Wednesday, October 3, 2012


One crucial discovery I made in my life was acknowledging how screwed up my thought process had become from medical trauma in years past. I didn't pay much any attention to it, however, until it was pointed out to me by a psych. Professional.

By medical trauma, I mean not just the infections and surgeries and what not, but the ginormous impact in which those had on my everyday life, whether it be social or mentally.

Changing my thought process is honestly one of the hardest journey's I have ever embarked on; my mind is solidified by stubbornness and negative thoughts. I am still at the very beginning, but I hear the end result is more than worth the effort.

One thing that had an enormous impact on my social well-being was the amount of friends who betrayed me in high school while I was at my sickest, when I needed them the most. The loss and hurt this caused me left a sticky residue on my heart – and over the years, I have found that I have become much less trusting of all friends/people in general.

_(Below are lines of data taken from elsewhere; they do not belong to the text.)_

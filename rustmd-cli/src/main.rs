//! rustmd command-line interface.
//!
//! Converts JSON-described spectra workspaces into MD event trees and
//! reports the resulting layout.
#![allow(
    clippy::uninlined_format_args,
    clippy::too_many_lines,
    clippy::float_cmp
)]

use std::fs::File;
use std::io::{BufReader, BufWriter, Write};
use std::path::{Path, PathBuf};
use std::time::Instant;

use clap::{Parser, Subcommand};
use log::{info, LevelFilter};
use serde::Serialize;

use rustmd_algorithms::{
    convert_to_md, estimate_min_max, local_min_max, CancellationToken, ConvertToMdConfig,
    GeometryRegistry, LogProgress,
};
use rustmd_core::{InMemoryWorkspace, SpectraSource};
use thiserror::Error;

/// Result type for CLI operations.
type Result<T> = std::result::Result<T, CliError>;

/// CLI error types.
#[derive(Error, Debug)]
enum CliError {
    #[error("I/O error: {0}")]
    Io(#[from] std::io::Error),

    #[error("JSON error: {0}")]
    Json(#[from] serde_json::Error),

    #[error("Core error: {0}")]
    Core(#[from] rustmd_core::Error),

    #[error("Conversion error: {0}")]
    Conversion(#[from] rustmd_algorithms::Error),
}

/// Reciprocal-space conversion of time-of-flight spectra.
#[derive(Parser)]
#[command(name = "rustmd")]
#[command(author, version, about, long_about = None)]
struct Cli {
    /// Increase log verbosity (-v info, -vv debug, -vvv trace)
    #[arg(short, long, action = clap::ArgAction::Count, global = true)]
    verbose: u8,

    #[command(subcommand)]
    command: Commands,
}

#[derive(Subcommand)]
enum Commands {
    /// Convert workspaces into one MD event tree, appending in order
    Convert {
        /// Input workspace JSON file(s)
        #[arg(required = true)]
        input: Vec<PathBuf>,

        /// Conversion configuration JSON file
        #[arg(short, long)]
        config: PathBuf,

        /// Write the report here instead of stdout
        #[arg(short, long)]
        output: Option<PathBuf>,
    },

    /// Print the extents a conversion would use
    MinMax {
        /// Input workspace JSON file
        input: PathBuf,

        /// Conversion configuration JSON file
        #[arg(short, long)]
        config: PathBuf,

        /// Exact data extents instead of the padded estimate
        #[arg(long)]
        local: bool,
    },

    /// Show information about a workspace file
    Info {
        /// Input workspace JSON file
        input: PathBuf,
    },
}

#[derive(Serialize)]
struct MinMaxReport {
    dims: Vec<String>,
    min: Vec<f64>,
    max: Vec<f64>,
}

fn load_workspace(path: &Path) -> Result<InMemoryWorkspace> {
    let reader = BufReader::new(File::open(path)?);
    let workspace: InMemoryWorkspace = serde_json::from_reader(reader)?;
    workspace.validate()?;
    Ok(workspace)
}

fn write_json<T: Serialize>(value: &T, output: Option<&Path>) -> Result<()> {
    match output {
        Some(path) => {
            let mut writer = BufWriter::new(File::create(path)?);
            serde_json::to_writer_pretty(&mut writer, value)?;
            writer.write_all(b"\n")?;
            writer.flush()?;
        }
        None => {
            let stdout = std::io::stdout();
            let mut lock = stdout.lock();
            serde_json::to_writer_pretty(&mut lock, value)?;
            lock.write_all(b"\n")?;
        }
    }
    Ok(())
}

fn init_logging(verbose: u8) {
    let level = match verbose {
        0 => LevelFilter::Warn,
        1 => LevelFilter::Info,
        2 => LevelFilter::Debug,
        _ => LevelFilter::Trace,
    };
    env_logger::Builder::new()
        .filter_level(level)
        .parse_default_env()
        .init();
}

fn main() {
    let cli = Cli::parse();
    init_logging(cli.verbose);
    if let Err(err) = run(cli.command) {
        eprintln!("Error: {err}");
        std::process::exit(1);
    }
}

fn run(command: Commands) -> Result<()> {
    match command {
        Commands::Convert {
            input,
            config,
            output,
        } => {
            let config = ConvertToMdConfig::from_file(&config)?;
            let mut registry = GeometryRegistry::new();
            let cancel = CancellationToken::new();
            let progress = LogProgress::default();
            let start = Instant::now();

            let mut converted = None;
            for path in &input {
                info!("Reading: {}", path.display());
                let workspace = load_workspace(path)?;
                converted = Some(convert_to_md(
                    &workspace,
                    &config,
                    &mut registry,
                    converted,
                    &progress,
                    &cancel,
                )?);
            }

            if let Some(converted) = converted {
                info!(
                    "Converted {} workspace(s) in {:.2}s",
                    input.len(),
                    start.elapsed().as_secs_f64()
                );
                write_json(&converted.report(), output.as_deref())?;
            }
        }

        Commands::MinMax {
            input,
            config,
            local,
        } => {
            let config = ConvertToMdConfig::from_file(&config)?;
            let workspace = load_workspace(&input)?;
            let mut registry = GeometryRegistry::new();
            let description = config
                .description_builder()
                .with_extents(Vec::new(), Vec::new())
                .build(&workspace, &mut registry)?;
            let (min, max) = if local {
                local_min_max(&workspace, &config, &mut registry)?
            } else {
                estimate_min_max(&workspace, &config, &mut registry)?
            };
            let report = MinMaxReport {
                dims: description.dims().iter().map(|d| d.name.clone()).collect(),
                min,
                max,
            };
            write_json(&report, None)?;
        }

        Commands::Info { input } => {
            let workspace = load_workspace(&input)?;
            let instrument = workspace.instrument();

            println!("File: {}", input.display());
            println!("Instrument: {}", instrument.name());
            println!("Detectors: {}", workspace.instrument.detectors.len());
            println!("Spectra: {}", workspace.spectrum_count());
            println!("X unit: {}", workspace.x_unit());

            let range = (0..workspace.spectrum_count())
                .filter_map(|i| workspace.spectrum(i).ok().and_then(|s| s.x_range()))
                .reduce(|(lo, hi), (a, b)| (lo.min(a), hi.max(b)));
            if let Some((lo, hi)) = range {
                println!("X range: {} - {}", lo, hi);
            }

            println!("Lattice: {}", if workspace.lattice.is_some() { "yes" } else { "no" });
            println!(
                "Goniometer: {}",
                if workspace.goniometer.is_some() { "yes" } else { "no" }
            );
            for name in workspace.logs.names() {
                match workspace.logs.min_max(name) {
                    Some((lo, hi)) if lo == hi => println!("Log {}: {}", name, lo),
                    Some((lo, hi)) => println!("Log {}: {} - {}", name, lo, hi),
                    None => println!("Log {}: (non-numeric)", name),
                }
            }
        }
    }

    Ok(())
}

It's vital to recognize where your self-destructive thought process began to go awry – to have some understanding of the life events that triggered such a surge of negative thoughts into your everyday conscious. It is vital to begin to hold yourself accountable for the thoughts in which fill your mind on a daily basis.

Like I said, I am just beginning this journey of transforming my thoughts now and it is by far one of the hardest things I have had to face.

In fact, I find this much harder than when I do get sick from an infection or am recovering from a surgery or what not. That may seem like a strange statement to make, but I will explain it to the best of my ability.

When I do get extremely sick in relation to my KTS, I play a much less prominent role in getting better. Basically, all I have to do is sit in a bed and wait for IV medications to begin to work their wonders, and, they always do. The medicine is soaked up by my ill-ridden body and returns it to a somewhat normal state in a matter of days.

This cognitive process is nothing like that; it involves me being an active agent in my own recovery, whereas it was previously the medication. I determine which way this thing will or will not go, and it takes constant work and effort. I'm the only one who can take initiative, no one else can come into my mind and reverse the damage that has been done.

It's a hard battle, and one in which I do not think most people can understand unless they have been through it themselves, much like a physical disability.





- Arianna

For those of you who have faced similar challenges, what has helped you?